**DIRECTIONS**
Each line with the string "config" is to be copied from the records below.

[Stored items]
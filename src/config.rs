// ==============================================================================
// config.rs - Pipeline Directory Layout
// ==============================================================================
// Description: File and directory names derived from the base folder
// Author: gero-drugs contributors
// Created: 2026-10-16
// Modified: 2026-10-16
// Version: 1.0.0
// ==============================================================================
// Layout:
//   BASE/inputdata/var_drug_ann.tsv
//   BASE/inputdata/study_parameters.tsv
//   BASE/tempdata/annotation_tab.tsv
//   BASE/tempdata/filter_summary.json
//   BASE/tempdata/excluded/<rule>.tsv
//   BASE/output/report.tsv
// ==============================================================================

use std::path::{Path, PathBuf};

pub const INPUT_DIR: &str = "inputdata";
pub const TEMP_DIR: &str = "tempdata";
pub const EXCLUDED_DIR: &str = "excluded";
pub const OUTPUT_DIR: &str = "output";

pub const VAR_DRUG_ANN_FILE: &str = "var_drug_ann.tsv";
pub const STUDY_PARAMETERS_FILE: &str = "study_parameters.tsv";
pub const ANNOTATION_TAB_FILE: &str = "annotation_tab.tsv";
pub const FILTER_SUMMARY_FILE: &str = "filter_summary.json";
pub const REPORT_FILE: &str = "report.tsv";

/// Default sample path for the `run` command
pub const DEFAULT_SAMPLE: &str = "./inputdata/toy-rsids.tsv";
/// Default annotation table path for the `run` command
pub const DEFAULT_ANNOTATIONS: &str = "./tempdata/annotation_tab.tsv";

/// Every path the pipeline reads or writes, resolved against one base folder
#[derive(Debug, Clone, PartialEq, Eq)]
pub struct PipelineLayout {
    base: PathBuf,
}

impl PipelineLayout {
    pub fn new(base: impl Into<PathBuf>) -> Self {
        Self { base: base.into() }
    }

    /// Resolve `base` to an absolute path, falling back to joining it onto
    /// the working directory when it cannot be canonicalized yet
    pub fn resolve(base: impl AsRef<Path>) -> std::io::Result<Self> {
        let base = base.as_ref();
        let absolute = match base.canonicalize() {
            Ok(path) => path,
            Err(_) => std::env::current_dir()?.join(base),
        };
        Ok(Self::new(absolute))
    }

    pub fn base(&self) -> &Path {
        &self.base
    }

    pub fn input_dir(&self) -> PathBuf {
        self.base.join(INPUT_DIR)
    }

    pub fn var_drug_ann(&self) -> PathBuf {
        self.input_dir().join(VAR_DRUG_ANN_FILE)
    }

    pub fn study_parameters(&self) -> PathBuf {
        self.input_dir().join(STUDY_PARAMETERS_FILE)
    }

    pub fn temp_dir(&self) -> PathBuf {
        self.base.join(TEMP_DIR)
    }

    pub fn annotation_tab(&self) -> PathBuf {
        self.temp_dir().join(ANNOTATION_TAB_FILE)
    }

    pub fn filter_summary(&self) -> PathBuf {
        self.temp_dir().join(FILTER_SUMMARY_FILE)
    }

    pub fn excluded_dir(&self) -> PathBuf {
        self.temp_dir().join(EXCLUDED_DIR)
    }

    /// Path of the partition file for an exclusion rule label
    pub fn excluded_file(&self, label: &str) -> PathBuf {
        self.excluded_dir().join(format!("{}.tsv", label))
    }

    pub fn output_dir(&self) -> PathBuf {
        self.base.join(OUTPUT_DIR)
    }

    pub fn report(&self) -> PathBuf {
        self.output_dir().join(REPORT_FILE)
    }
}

**THE ANSWER**
filename src/config.rs
// config.rs - Pipeline Directory Layout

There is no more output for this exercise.